An “about us” article I wrote for St-Viateur Bagel, one of Montreal’s most beloved and iconic businesses and, though no longer Jewish-owned, a link to the city’s dynamic Jewish history. In addition to writing this piece, I researched the history of Montreal’s bagel industry and produced a timeline of important events and a bibliography.

St-Viateur Bagel’s rewritten and redesigned website is forthcoming, and I will link to it when it’s up.

A Pocket History of Montreal’s Oldest Bagel Bakery

From Poland to Montreal

When he arrived in Canada in 1953, St-Viateur Bagel Shop founder Myer Lewkowicz didn’t know the first thing about baking anything, let alone bagels. He had grown up in a large, poor family in a Jewish village, or shtetl, near Krakow, Poland. Lewkowicz knew about not having enough to eat. In 1942, he was arrested by the Gestapo and sent to Buchenwald concentration camp. Years later, while speaking to a high school class, Lewkowicz said, “At Buchenwald, all I dreamt of was a piece of bread.”

Lewkowicz lived and worked in Germany after the war until 1952, when he was discovered by Jewish Immigration Aid Services of Canada. JIAS sent him to Montreal, where he got a job at Hyman Seligman’s Montreal Bagel Bakery. Working with Seligman and his partners, Yankel Drabkin and Isadore Shlafman, Lewkowicz learned the bagel business. It wasn’t too long before he became a partner himself. In 1957, he set up his own shop with Isadore’s son, Jack, but in 1959, Jack quit the bagel business and began working as a cab driver.

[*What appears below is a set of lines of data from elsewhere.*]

//! links - print the hyperlinks of an HTML document

mod cli;
mod logging;
mod output;

use std::fs::File;
use std::io::{self, BufReader, Write};
use std::process::ExitCode;

use anyhow::Context;
use clap::Parser;
use link_engine::{parse_html, ParsedDocument};
use link_logging::link_info;

use crate::cli::Cli;
use crate::logging::LogDestination;

fn main() -> ExitCode {
    let cli = Cli::parse();

    if let Some(destination) = LogDestination::select(cli.log_file.clone(), cli.quiet) {
        if let Err(err) = logging::initialize(&destination, cli.log_level.into()) {
            eprintln!("warning: {err:#}");
        }
    }

    let result = run(&cli).and_then(|rendered| write_output(io::stdout().lock(), &rendered));
    match result {
        Ok(()) => ExitCode::SUCCESS,
        Err(err) => {
            eprintln!("error: {err:#}");
            ExitCode::FAILURE
        }
    }
}

/// Write the rendered links. A reader that hangs up early (`links | head`)
/// is not an error.
fn write_output<W: Write>(mut out: W, rendered: &str) -> anyhow::Result<()> {
    match out.write_all(rendered.as_bytes()).and_then(|()| out.flush()) {
        Err(err) if err.kind() == io::ErrorKind::BrokenPipe => {
            link_info!("stdout closed early, stopping output");
            Ok(())
        }
        result => result.context("failed to write to stdout"),
    }
}

fn run(cli: &Cli) -> anyhow::Result<String> {
    let document = read_document(cli)?;
    let extractor = cli.extractor();

    let links = if cli.first {
        vec![extractor
            .extract_first(document.root())
            .context("no link found")?]
    } else {
        extractor.extract(document.root())
    };
    link_info!("found {} link(s)", links.len());

    output::render(&links, cli.format, cli.base.as_ref())
}

fn read_document(cli: &Cli) -> anyhow::Result<ParsedDocument> {
    let settings = cli.parse_settings();
    match cli.input_path() {
        Some(path) => {
            let file =
                File::open(path).with_context(|| format!("failed to open {}", path.display()))?;
            let document = parse_html(BufReader::new(file), &settings)
                .with_context(|| format!("failed to parse {}", path.display()))?;
            link_info!("read {} as {}", path.display(), document.encoding);
            Ok(document)
        }
        None => parse_html(io::stdin().lock(), &settings).context("failed to parse stdin"),
    }
}

#[cfg(test)]
mod tests {
    use pretty_assertions::assert_eq;
    use tempfile::NamedTempFile;

    use super::*;

    fn html_file(contents: &[u8]) -> NamedTempFile {
        let mut file = NamedTempFile::new().unwrap();
        file.write_all(contents).unwrap();
        file.flush().unwrap();
        file
    }

    fn run_with(args: &[&str], file: &NamedTempFile) -> anyhow::Result<String> {
        let mut argv = vec!["links"];
        argv.extend_from_slice(args);
        argv.push(file.path().to_str().unwrap());
        let cli = Cli::try_parse_from(argv)?;
        run(&cli)
    }

    const PAGE: &[u8] = br#"<html><body>
        <a href="/one">One <!-- hidden --></a>
        <p>No link here</p>
        <a href="two.html">Two <em>words</em></a>
    </body></html>"#;

    #[test]
    fn lists_links_as_text() {
        let file = html_file(PAGE);
        assert_eq!(
            run_with(&[], &file).unwrap(),
            "/one\tOne\ntwo.html\tTwo words\n"
        );
    }

    #[test]
    fn first_link_with_base_as_json() {
        let file = html_file(PAGE);
        let rendered = run_with(
            &["--first", "--format", "json", "--base", "https://example.com/"],
            &file,
        )
        .unwrap();
        let value: serde_json::Value = serde_json::from_str(&rendered).unwrap();
        assert_eq!(
            value,
            serde_json::json!([{ "href": "https://example.com/one", "text": "One" }])
        );
    }

    #[test]
    fn first_link_fails_without_links() {
        let file = html_file(b"<p>nothing</p>");
        let err = run_with(&["--first"], &file).unwrap_err();
        assert!(format!("{err:#}").contains("no link found"), "{err:#}");
    }

    #[test]
    fn document_without_links_prints_nothing() {
        let file = html_file(b"<p>nothing</p>");
        assert_eq!(run_with(&[], &file).unwrap(), "");
    }

    #[test]
    fn oversized_document_is_an_error() {
        let file = html_file(PAGE);
        let err = run_with(&["--max-bytes", "16"], &file).unwrap_err();
        assert!(format!("{err:#}").contains("exceeds 16 bytes"), "{err:#}");
    }

    /// Accepts `capacity` bytes, then fails every write with `kind`.
    struct ClosingWriter {
        written: Vec<u8>,
        capacity: usize,
        kind: io::ErrorKind,
    }

    impl ClosingWriter {
        fn new(capacity: usize, kind: io::ErrorKind) -> Self {
            Self {
                written: Vec::new(),
                capacity,
                kind,
            }
        }
    }

    impl Write for ClosingWriter {
        fn write(&mut self, buf: &[u8]) -> io::Result<usize> {
            let room = self.capacity - self.written.len();
            if room == 0 {
                return Err(io::Error::new(self.kind, "reader went away"));
            }
            let n = room.min(buf.len());
            self.written.extend_from_slice(&buf[..n]);
            Ok(n)
        }

        fn flush(&mut self) -> io::Result<()> {
            Ok(())
        }
    }

    #[test]
    fn reader_hanging_up_is_a_quiet_success() {
        let file = html_file(PAGE);
        let rendered = run_with(&[], &file).unwrap();
        let mut out = ClosingWriter::new(5, io::ErrorKind::BrokenPipe);

        write_output(&mut out, &rendered).unwrap();
        assert_eq!(out.written, b"/one\t");
    }

    #[test]
    fn other_write_failures_are_errors() {
        let mut out = ClosingWriter::new(0, io::ErrorKind::Other);
        let err = write_output(&mut out, "/one\tOne\n").unwrap_err();
        assert!(format!("{err:#}").contains("failed to write to stdout"), "{err:#}");
    }

    #[test]
    fn complete_output_is_written_verbatim() {
        let mut out = Vec::new();
        write_output(&mut out, "/one\tOne\n").unwrap();
        assert_eq!(out, b"/one\tOne\n");
    }

    #[test]
    fn missing_file_is_an_error() {
        let cli = Cli::try_parse_from(["links", "/definitely/not/here.html"]).unwrap();
        let err = run(&cli).unwrap_err();
        assert!(format!("{err:#}").contains("failed to open"), "{err:#}");
    }
}
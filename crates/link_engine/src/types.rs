use serde::{Deserialize, Serialize};
use thiserror::Error;
use url::Url;

use crate::parse::ParseError;

/// A hyperlink found in a document: where it points and what it says.
#[derive(Debug, Clone, PartialEq, Eq, Hash, Serialize, Deserialize)]
pub struct Link {
    pub href: String,
    pub text: String,
}

impl Link {
    pub fn new(href: impl Into<String>, text: impl Into<String>) -> Self {
        Self {
            href: href.into(),
            text: text.into(),
        }
    }

    /// Resolve `href` against `base`. Absolute hrefs come back unchanged.
    pub fn resolve(&self, base: &Url) -> Result<Url, url::ParseError> {
        base.join(self.href.trim())
    }
}

#[derive(Debug, Error)]
pub enum ExtractError {
    #[error("document contains no anchor with an href")]
    NotFound,
    #[error(transparent)]
    Parse(#[from] ParseError),
}
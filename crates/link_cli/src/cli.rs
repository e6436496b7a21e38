use std::path::{Path, PathBuf};

use clap::{Parser, ValueEnum};
use link_engine::{LinkExtractor, ParseSettings};
use log::LevelFilter;
use url::Url;

#[derive(Debug, Clone, Copy, PartialEq, Eq, ValueEnum)]
pub enum OutputFormat {
    /// One `href<TAB>text` line per link
    Text,
    /// Pretty-printed JSON array of `{ "href", "text" }` objects
    Json,
}

#[derive(Debug, Clone, Copy, PartialEq, Eq, ValueEnum)]
pub enum LogLevel {
    Off,
    Error,
    Warn,
    Info,
    Debug,
    Trace,
}

impl From<LogLevel> for LevelFilter {
    fn from(level: LogLevel) -> Self {
        match level {
            LogLevel::Off => LevelFilter::Off,
            LogLevel::Error => LevelFilter::Error,
            LogLevel::Warn => LevelFilter::Warn,
            LogLevel::Info => LevelFilter::Info,
            LogLevel::Debug => LevelFilter::Debug,
            LogLevel::Trace => LevelFilter::Trace,
        }
    }
}

#[derive(Debug, Parser)]
#[command(name = "links")]
#[command(version, about = "Extract hyperlinks from an HTML document", long_about = None)]
#[command(after_help = "EXAMPLES:
    links page.html                      List every link in page.html
    curl -s https://example.com | links  Read the document from stdin
    links --first --format json page.html")]
pub struct Cli {
    /// HTML document to read; stdin when omitted or `-`
    #[arg(value_name = "FILE")]
    pub input: Option<PathBuf>,

    /// Print only the first link and fail when there is none
    #[arg(long)]
    pub first: bool,

    #[arg(short, long, value_enum, default_value_t = OutputFormat::Text)]
    pub format: OutputFormat,

    /// Charset label or Content-Type value; detected when omitted
    #[arg(long, value_name = "LABEL")]
    pub charset: Option<String>,

    /// Refuse documents larger than this
    #[arg(long, value_name = "BYTES")]
    pub max_bytes: Option<u64>,

    /// Stop after this many links
    #[arg(long, value_name = "N")]
    pub max_links: Option<usize>,

    /// Print hrefs resolved against this URL
    #[arg(long, value_name = "URL")]
    pub base: Option<Url>,

    #[arg(long, value_enum, default_value_t = LogLevel::Warn)]
    pub log_level: LogLevel,

    /// Also write logs to this file
    #[arg(long, value_name = "PATH")]
    pub log_file: Option<PathBuf>,

    /// Suppress log output on stderr
    #[arg(short, long)]
    pub quiet: bool,
}

impl Cli {
    /// The file to read, or `None` for stdin.
    pub fn input_path(&self) -> Option<&Path> {
        self.input
            .as_deref()
            .filter(|path| path.as_os_str() != "-")
    }

    pub fn parse_settings(&self) -> ParseSettings {
        ParseSettings {
            charset: self.charset.clone(),
            max_bytes: self.max_bytes,
        }
    }

    pub fn extractor(&self) -> LinkExtractor {
        match self.max_links {
            Some(max_links) => LinkExtractor::with_max_links(max_links),
            None => LinkExtractor::new(),
        }
    }
}
use crate::node::{DomNode, NodeKind};

/// Concatenate the text below `node` in document order, skipping comments.
///
/// A single space is written before the text of every descendant so words in
/// adjacent nodes (`A<b>B</b>`) never run together. The result is not
/// normalized; see [`normalize_whitespace`].
pub fn flatten_text<'a, N: DomNode<'a>>(node: N) -> String {
    match node.kind() {
        NodeKind::Text => return node.text().unwrap_or_default().to_string(),
        NodeKind::Comment => return String::new(),
        _ => {}
    }

    let mut flattened = String::new();
    // Reversed so that popping yields document order.
    let mut pending: Vec<N> = node.child_nodes().rev().collect();
    while let Some(current) = pending.pop() {
        flattened.push(' ');
        match current.kind() {
            NodeKind::Text => flattened.push_str(current.text().unwrap_or_default()),
            NodeKind::Comment => {}
            _ => pending.extend(current.child_nodes().rev()),
        }
    }
    flattened
}

/// Collapse every whitespace run to one space and trim both ends.
pub fn normalize_whitespace(text: &str) -> String {
    let mut normalized = String::with_capacity(text.len());
    for word in text.split_whitespace() {
        if !normalized.is_empty() {
            normalized.push(' ');
        }
        normalized.push_str(word);
    }
    normalized
}

/// Flattened and normalized text of `node`, as used for link text.
pub fn visible_text<'a, N: DomNode<'a>>(node: N) -> String {
    normalize_whitespace(&flatten_text(node))
}

#[cfg(test)]
mod tests {
    use super::normalize_whitespace;

    #[test]
    fn normalize_collapses_mixed_whitespace() {
        assert_eq!(normalize_whitespace("\n\t a  \r\n b\t"), "a b");
    }

    #[test]
    fn normalize_of_blank_input_is_empty() {
        assert_eq!(normalize_whitespace(" \n\t "), "");
        assert_eq!(normalize_whitespace(""), "");
    }
}
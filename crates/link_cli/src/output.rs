use anyhow::Context;
use link_engine::Link;
use link_logging::link_warn;
use url::Url;

use crate::cli::OutputFormat;

/// Render links for stdout. Hrefs that do not resolve against `base` are
/// printed as found.
pub fn render(
    links: &[Link],
    format: OutputFormat,
    base: Option<&Url>,
) -> anyhow::Result<String> {
    let links: Vec<Link> = match base {
        Some(base) => links.iter().map(|link| absolutize(link, base)).collect(),
        None => links.to_vec(),
    };

    match format {
        OutputFormat::Text => Ok(links
            .iter()
            .map(|link| format!("{}\t{}\n", link.href, link.text))
            .collect()),
        OutputFormat::Json => {
            let mut json =
                serde_json::to_string_pretty(&links).context("failed to serialize links")?;
            json.push('\n');
            Ok(json)
        }
    }
}

fn absolutize(link: &Link, base: &Url) -> Link {
    match link.resolve(base) {
        Ok(url) => Link::new(url, link.text.clone()),
        Err(err) => {
            link_warn!("keeping unresolvable href {:?}: {err}", link.href);
            link.clone()
        }
    }
}
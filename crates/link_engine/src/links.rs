use std::marker::PhantomData;

use link_logging::{link_debug, link_trace};
use scraper::Html;
use thiserror::Error;

use crate::node::{document_root, DomNode, NodeKind};
use crate::text::visible_text;
use crate::types::{ExtractError, Link};

const ANCHOR_TAG: &str = "a";
const HREF_ATTRIBUTE: &str = "href";

#[derive(Debug, Clone, Copy, PartialEq, Eq, Error)]
#[error("anchor has no href attribute")]
pub(crate) struct MissingHref;

/// Finds anchors in a document tree and turns them into [`Link`]s.
///
/// Traversal is depth-first pre-order, so links come out in document order
/// and an anchor is reported before any anchor nested inside it.
#[derive(Debug, Clone, Copy, Default, PartialEq, Eq)]
pub struct LinkExtractor {
    max_links: Option<usize>,
}

impl LinkExtractor {
    pub fn new() -> Self {
        Self { max_links: None }
    }

    /// Stop after the first `max_links` links in document order.
    pub fn with_max_links(max_links: usize) -> Self {
        Self {
            max_links: Some(max_links),
        }
    }

    pub fn max_links(&self) -> Option<usize> {
        self.max_links
    }

    pub fn extract<'a, N: DomNode<'a>>(&self, root: N) -> Vec<Link> {
        let links: Vec<Link> = self.iter(root).collect();
        link_debug!("extracted {} link(s)", links.len());
        links
    }

    pub fn extract_first<'a, N: DomNode<'a>>(&self, root: N) -> Result<Link, ExtractError> {
        self.iter(root).next().ok_or(ExtractError::NotFound)
    }

    pub fn extract_document(&self, html: &Html) -> Vec<Link> {
        self.extract(document_root(html))
    }

    fn iter<'a, N: DomNode<'a>>(&self, root: N) -> std::iter::Take<Links<'a, N>> {
        links(root).take(self.max_links.unwrap_or(usize::MAX))
    }
}

/// Every link below `root`, inclusive, in document order.
pub fn extract_links<'a, N: DomNode<'a>>(root: N) -> Vec<Link> {
    LinkExtractor::new().extract(root)
}

/// The first link below `root` in document order.
pub fn extract_first_link<'a, N: DomNode<'a>>(root: N) -> Result<Link, ExtractError> {
    LinkExtractor::new().extract_first(root)
}

/// Lazily walk `root` and yield links as anchors are reached.
pub fn links<'a, N: DomNode<'a>>(root: N) -> Links<'a, N> {
    Links {
        pending: vec![root],
        _tree: PhantomData,
    }
}

/// Iterator returned by [`links`].
///
/// Uses an explicit stack of pending nodes, so document depth is bounded by
/// memory rather than by the call stack.
#[derive(Debug, Clone)]
pub struct Links<'a, N> {
    pending: Vec<N>,
    _tree: PhantomData<&'a ()>,
}

impl<'a, N: DomNode<'a>> Iterator for Links<'a, N> {
    type Item = Link;

    fn next(&mut self) -> Option<Link> {
        while let Some(node) = self.pending.pop() {
            self.pending.extend(node.child_nodes().rev());
            if !is_anchor(node) {
                continue;
            }
            match build_link(node) {
                Ok(link) => {
                    link_trace!("found link to {}", link.href);
                    return Some(link);
                }
                Err(err) => link_debug!("skipping anchor: {err}"),
            }
        }
        None
    }
}

fn is_anchor<'a, N: DomNode<'a>>(node: N) -> bool {
    node.kind() == NodeKind::Element
        && node
            .tag_name()
            .is_some_and(|name| name.eq_ignore_ascii_case(ANCHOR_TAG))
}

/// Build a link from an anchor; the first `href` attribute wins.
pub(crate) fn build_link<'a, N: DomNode<'a>>(node: N) -> Result<Link, MissingHref> {
    let href = node
        .attributes()
        .find(|(key, _)| *key == HREF_ATTRIBUTE)
        .map(|(_, value)| value)
        .ok_or(MissingHref)?;
    Ok(Link::new(href, visible_text(node)))
}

A Jewish Tradition Hits the Mainstream

St-Viateur Bagel is Montreal’s longest-running bagel bakery, with several business outlets and customers across North America. But for most of bagel history, the baking and eating of bagels were almost totally Jewish pastimes. Bagels were baked by Jewish bakers and bought by Jewish customers. Even successful, middle-class Jews who’d moved to the tree-lined suburbs far from The Main and Mile End knew to make the drive to St-Viateur to do their bagel shopping.